== What the task asks ==
In the data below, find every line with the word "order" and copy it out.

━━━ Study material ━━━

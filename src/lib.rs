//! Persistent hash map based on CHAMP.
//!
//! CHAMP (Compressed Hash-Array Mapped Prefix-tree) is a refined HAMT that
//! guarantees **canonical form**: the same set of keys always produces the
//! same trie structure, regardless of insertion order.
//!
//! # Key properties
//!
//! - **Canonical form**: same contents = same structure
//! - **COW structural sharing**: O(1) clone; a mutation copies only the
//!   shared nodes on its path and writes uniquely owned nodes in place
//! - **Bulk set algebra**: union, intersection, subtraction, symmetric
//!   difference, filtering and merging reuse every untouched subtree
//! - **Positional indexing**: the pre-order item sequence supports
//!   O(depth) random access and distance computation
//! - **Zero `unsafe`**: enforced by `#![forbid(unsafe_code)]`
//!
//! # Example
//!
//! ```
//! use champ_tree::HashTree;
//!
//! let mut a = HashTree::new();
//! a.insert("one", 1);
//! a.insert("two", 2);
//!
//! let mut b = a.clone();
//! b.insert("three", 3);
//! assert_eq!(a.len(), 2);
//! assert_eq!(b.len(), 3);
//!
//! let both = a.union(&b);
//! assert!(b.is_equal_set(&both));
//! assert_eq!(both.position_of(&both.item_at(1)), 1);
//! ```
//!
//! # Features
//!
//! - `tracing`: emits `trace!` events for structural changes (node copies,
//!   resizes, collision handling, path compression)
//!
//! # References
//!
//! - Steindorfer & Vinju, 2015: "Optimizing Hash-Array Mapped Tries
//!   for Fast and Lean Immutable JVM Collections", OOPSLA 2015
//! - Bagwell, 2001: "Ideal Hash Trees"

#![forbid(unsafe_code)]
#![deny(missing_docs)]
#![allow(clippy::module_name_repetitions)]

pub mod bitmap;
pub mod builder;
pub mod hash;
pub mod index;
pub mod iter;
pub mod node;
pub mod ops;
pub mod path;
pub mod stats;
pub mod storage;

mod tree;

#[cfg(test)]
mod tests;

pub use hash::{DefaultHashBuilder, KeyHash};
pub use iter::{Iter, Keys, Values};
pub use ops::combine::{Action, Strategy};
pub use path::Path;
pub use stats::Statistics;
pub use tree::HashTree;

━━━

== Response area ==
//! same trie structure, regardless of insertion order.
//! - **Positional indexing**: the pre-order item sequence supports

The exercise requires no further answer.